Seitdem haben zahlreiche Untersuchungen eben diese These untersucht. Skogans Studie amerikanischer Städte hat unterstützende Befunde hervorgebracht. Doch die Theorie blieb nicht ohne deutliche Kritik. Einer der einflussreichsten Kriminologen und Stadtforscher der Gegenwart, Robert J. Sampson, hat die Theorie mehrfach als unzureichend kritisiert (z.B. Sampson/Raudenbush 1999). Sein Hauptargument ist, dass physical disorder keine kausale Ursache von Kriminalität sei. Vielmehr sind es Faktoren wie die Abwesenheit sozialer Kontrolle und mangelnde Sanktionen, die abweichendes Verhalten mancherorts gehäuft auftreten lassen. In der Folge korrelieren vielleicht physical und social disorder vor Ort miteinander, das eine führt aber nicht zwingend zum anderen und schon gar nicht zu Verbrechen.
In Deutschland haben jüngst Keuschnigg und Wolbrink (2015) die Broken-Windows-Theorie anhand von drei Experimenten getestet. Eines möchte ich hier kurz vorstellen. An zwei Münchener Studentenwohnheimen wurden nachts Werbezettel mit einer Werbung für eine nicht existierende und vermeintlich neue Autoverleihfirma in der Stadt an Fahrrädern angebracht. Die Zahl der Flyer war genau abgezählt. Der einzige Unterschied zwischen den beiden Orten war, dass der eine sichtbar verunreinigt (physical disorder) war, der andere Platz hingegen sauber. Nachmittags wurden dann gezählt, wie viele Flyer jeweils auf dem Boden lagen. Das Ergebnis unterstützte eindeutig die Broken-Windows-Theorie: Vor dem Wohnheim, an dem bereits starke Verunreinigung wahrzunehmen war, nahm diese durch die Flyer noch zu. Vor dem anderen wurde keine stärkere Verunreinigung beobachtet.

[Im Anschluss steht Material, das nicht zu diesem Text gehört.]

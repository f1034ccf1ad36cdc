//! Role-scoped access to the protected areas of the client.
//!
//! A guard never shows a generic "forbidden" screen: a signed-in user who
//! lands in the wrong area is sent to their own dashboard.

use crate::session::{Role, SessionView};

/// Protected areas, each reserved to a set of roles.
#[derive(Debug, Clone, Copy, PartialEq, Eq, Hash)]
pub enum Area {
    Admin,
    Client,
    Lawyer,
}

impl Area {
    pub fn admits(self, role: Role) -> bool {
        match self {
            Self::Admin => role.is_admin(),
            Self::Client => role == Role::Client,
            Self::Lawyer => role == Role::Lawyer,
        }
    }

    pub fn as_str(self) -> &'static str {
        match self {
            Self::Admin => "admin",
            Self::Client => "client",
            Self::Lawyer => "lawyer",
        }
    }
}

/// Navigation targets a guard can redirect to.
#[derive(Debug, Clone, Copy, PartialEq, Eq, Hash)]
pub enum Route {
    Login,
    AdminDashboard,
    ClientChat,
    LawyerDashboard,
}

impl Route {
    pub fn path(self) -> &'static str {
        match self {
            Self::Login => "/login",
            Self::AdminDashboard => "/admin/dashboard",
            Self::ClientChat => "/chat",
            Self::LawyerDashboard => "/lawyer/dashboard",
        }
    }

    /// Landing page for a signed-in user.
    pub fn home_for(role: Role) -> Self {
        match role {
            Role::Support | Role::Manager => Self::AdminDashboard,
            Role::Client => Self::ClientChat,
            Role::Lawyer => Self::LawyerDashboard,
        }
    }
}

impl std::fmt::Display for Route {
    fn fmt(&self, f: &mut std::fmt::Formatter<'_>) -> std::fmt::Result {
        f.write_str(self.path())
    }
}

#[derive(Debug, Clone, Copy, PartialEq, Eq)]
pub enum GuardState {
    /// The session is still being restored; show a placeholder.
    Checking,
    Authorized,
    Unauthorized { redirect: Route },
    Unauthenticated { redirect: Route },
}

impl GuardState {
    pub fn renders_outlet(self) -> bool {
        matches!(self, Self::Authorized)
    }

    pub fn redirect(self) -> Option<Route> {
        match self {
            Self::Unauthorized { redirect } | Self::Unauthenticated { redirect } => Some(redirect),
            Self::Checking | Self::Authorized => None,
        }
    }
}

pub fn evaluate(area: Area, view: &SessionView) -> GuardState {
    if view.loading {
        return GuardState::Checking;
    }
    match &view.session {
        None => GuardState::Unauthenticated {
            redirect: Route::Login,
        },
        Some(session) if area.admits(session.role) => GuardState::Authorized,
        Some(session) => {
            tracing::debug!(
                "Role {} cannot enter the {} area, redirecting",
                session.role,
                area.as_str()
            );
            GuardState::Unauthorized {
                redirect: Route::home_for(session.role),
            }
        }
    }
}
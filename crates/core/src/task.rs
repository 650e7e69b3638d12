//! Task management core types

use serde::{Deserialize, Serialize};
use std::fmt;
use std::str::FromStr;

/// Unique identifier for a task
#[derive(Debug, Clone, Copy, PartialEq, Eq, PartialOrd, Ord, Hash, Serialize, Deserialize)]
#[serde(transparent)]
pub struct TaskId(pub u64);

impl TaskId {
    /// First identifier handed out by a fresh store
    pub const FIRST: TaskId = TaskId(1);

    /// Largest identifier accepted from a data file. Everything above is kept free so the
    /// generator can always hand out a fresh id after an import.
    pub const IMPORT_LIMIT: TaskId = TaskId(i64::MAX as u64);

    pub fn next(self) -> Self {
        Self(self.0.saturating_add(1))
    }

}

impl fmt::Display for TaskId {
    fn fmt(&self, f: &mut fmt::Formatter<'_>) -> fmt::Result {
        write!(f, "{}", self.0)
    }
}

/// Task category (fixed set)
#[derive(Debug, Clone, Copy, PartialEq, Eq, Hash, Serialize, Deserialize)]
pub enum Category {
    Personal,
    Work,
    Leisure,
}

impl Category {
    pub const ALL: [Category; 3] = [Category::Personal, Category::Work, Category::Leisure];

    /// Literal variant name, as written to the data file
    pub fn as_str(self) -> &'static str {
        match self {
            Category::Personal => "Personal",
            Category::Work => "Work",
            Category::Leisure => "Leisure",
        }
    }

    /// "Personal, Work, Leisure"
    pub fn choices() -> String {
        Self::ALL
            .iter()
            .map(|c| c.as_str())
            .collect::<Vec<_>>()
            .join(", ")
    }
}

impl fmt::Display for Category {
    fn fmt(&self, f: &mut fmt::Formatter<'_>) -> fmt::Result {
        f.write_str(self.as_str())
    }
}

/// Unknown category name
#[derive(Debug, Clone, PartialEq, Eq, thiserror::Error)]
#[error("unknown category '{0}'")]
pub struct UnknownCategory(pub String);

impl FromStr for Category {
    type Err = UnknownCategory;

    /// Case-insensitive match on the variant name
    fn from_str(s: &str) -> Result<Self, Self::Err> {
        let trimmed = s.trim();
        Self::ALL
            .into_iter()
            .find(|c| c.as_str().eq_ignore_ascii_case(trimmed))
            .ok_or_else(|| UnknownCategory(s.to_string()))
    }
}

/// Task priority flag
#[derive(Debug, Clone, Copy, PartialEq, Eq, Hash, Default, Serialize, Deserialize)]
pub enum Priority {
    #[default]
    Normal,
    High,
}

impl Priority {
    pub fn from_bool(high: bool) -> Self {
        if high { Priority::High } else { Priority::Normal }
    }

    pub fn is_high(self) -> bool {
        matches!(self, Priority::High)
    }

    /// Parse a boolean literal (`true` / `false`, any case)
    pub fn parse_flag(s: &str) -> Option<Self> {
        let trimmed = s.trim();
        if trimmed.eq_ignore_ascii_case("true") {
            Some(Priority::High)
        } else if trimmed.eq_ignore_ascii_case("false") {
            Some(Priority::Normal)
        } else {
            None
        }
    }

    /// `True` / `False`, as written to the data file
    pub fn as_flag(self) -> &'static str {
        if self.is_high() { "True" } else { "False" }
    }

    pub fn label(self) -> &'static str {
        match self {
            Priority::Normal => "Normal",
            Priority::High => "High",
        }
    }
}

/// Core task structure
///
/// Fields are fixed once the task exists; the store only ever inserts or removes whole records.
#[derive(Debug, Clone, PartialEq, Eq, Serialize, Deserialize)]
pub struct Task {
    pub id: TaskId,
    pub name: String,
    pub description: String,
    pub category: Category,
    pub priority: Priority,
}

impl Task {
    pub fn new(
        id: TaskId,
        name: impl Into<String>,
        description: impl Into<String>,
        category: Category,
        priority: Priority,
    ) -> Self {
        Self {
            id,
            name: name.into(),
            description: description.into(),
            category,
            priority,
        }
    }
}

impl fmt::Display for Task {
    fn fmt(&self, f: &mut fmt::Formatter<'_>) -> fmt::Result {
        write!(
            f,
            "Id: {}, Name: {}, Description: {}, Category: {}, Priority: {}",
            self.id,
            self.name,
            self.description,
            self.category,
            self.priority.label()
        )
    }
}
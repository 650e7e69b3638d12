//! 控制台输入校验
//!
//! Each helper validates one answer in isolation; callers abort on the first error.

use thiserror::Error;

use crate::task::{Category, Priority, TaskId};

/// Input validation errors
#[derive(Debug, Clone, PartialEq, Eq, Error)]
pub enum InputError {
    #[error("Invalid {0}.")]
    Blank(&'static str),

    #[error("Invalid category.")]
    Category(String),

    #[error("Invalid priority.")]
    Priority(String),

    #[error("Invalid ID.")]
    TaskId(String),

    #[error("Invalid input: not valid UTF-8.")]
    Encoding,
}

/// Non-blank text, trimmed
pub fn validate_text(field: &'static str, input: &str) -> Result<String, InputError> {
    let trimmed = input.trim();
    if trimmed.is_empty() {
        return Err(InputError::Blank(field));
    }
    Ok(trimmed.to_string())
}

pub fn parse_category(input: &str) -> Result<Category, InputError> {
    input
        .parse()
        .map_err(|_| InputError::Category(input.trim().to_string()))
}

pub fn parse_priority(input: &str) -> Result<Priority, InputError> {
    Priority::parse_flag(input).ok_or_else(|| InputError::Priority(input.trim().to_string()))
}

/// Any integer is accepted; `None` when no task can carry it (negative ids)
pub fn parse_task_id(input: &str) -> Result<Option<TaskId>, InputError> {
    let trimmed = input.trim();
    let value = trimmed
        .parse::<i128>()
        .map_err(|_| InputError::TaskId(trimmed.to_string()))?;
    Ok(u64::try_from(value).ok().map(TaskId))
}

/// Decode one raw console line
pub fn decode_line(bytes: Vec<u8>) -> Result<String, InputError> {
    String::from_utf8(bytes).map_err(|_| InputError::Encoding)
}

#[cfg(test)]
mod tests {
    use super::*;

    #[test]
    fn test_validate_text() {
        assert_eq!(validate_text("name", "  Groceries \n").unwrap(), "Groceries");
        assert_eq!(validate_text("name", "   "), Err(InputError::Blank("name")));
        assert_eq!(
            validate_text("description", "").unwrap_err().to_string(),
            "Invalid description."
        );
    }

    #[test]
    fn test_parse_category() {
        assert_eq!(parse_category("work\n").unwrap(), Category::Work);
        assert_eq!(
            parse_category("Chores"),
            Err(InputError::Category("Chores".to_string()))
        );
    }

    #[test]
    fn test_parse_priority() {
        assert_eq!(parse_priority("True").unwrap(), Priority::High);
        assert_eq!(parse_priority("false").unwrap(), Priority::Normal);
        assert!(parse_priority("1").is_err());
        assert!(parse_priority("").is_err());
    }

    #[test]
    fn test_parse_task_id() {
        assert_eq!(parse_task_id(" 42 ").unwrap(), Some(TaskId(42)));
        assert_eq!(parse_task_id("abc"), Err(InputError::TaskId("abc".to_string())));
        assert_eq!(parse_task_id("1.5"), Err(InputError::TaskId("1.5".to_string())));
        assert_eq!(parse_task_id("").unwrap_err().to_string(), "Invalid ID.");
    }

    #[test]
    fn test_parse_negative_task_id() {
        assert_eq!(parse_task_id("-1").unwrap(), None);
        assert_eq!(parse_task_id("18446744073709551615").unwrap(), Some(TaskId(u64::MAX)));
        assert_eq!(parse_task_id("18446744073709551616").unwrap(), None);
    }

    #[test]
    fn test_decode_line() {
        assert_eq!(decode_line(b"Gym".to_vec()).unwrap(), "Gym");
        assert_eq!(decode_line(vec![0xff, 0xfe]), Err(InputError::Encoding));
    }
}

Die Diskussion um Anzeichen von physischer Unordnung und deren legitimierende Funktion für abweichendes Verhalten wird wohl nie ganz abgeschlossen sein. Die hier wiedergegebenen empirischen Ergebnisse weisen auf einen Zusammenhang hin. Auch ich habe mittels strukturiert teilnehmender Beobachtungen in Köln-Chorweiler diesen Zusammenhang festgestellt. Das bedeutet aber nicht, dass physical disorder Kriminalität ursächlich bedingt. Das physical disorder aber einen legitimierenden Einfluss haben kann, kann vorläufig bestätigt werden.
Literatur
Keuschnigg, M., & Wolbring, T. (2015). Disorder, social capital, and norm violation: Three field experiments on the broken windows thesis. Rationality and Society, 27(1), 96–126.
Sampson, R. J., & Raudenbush, S. W. (1999). Systematic Social Observation of Public Spaces: A New Look at Disorder in Urban Neighborhoods. American Journal of Sociology, 105(3), 603–651.
Wilson, J., & Kelling, G. (1982). Broken Windows. Atlantic Monthly, 3, 29–39.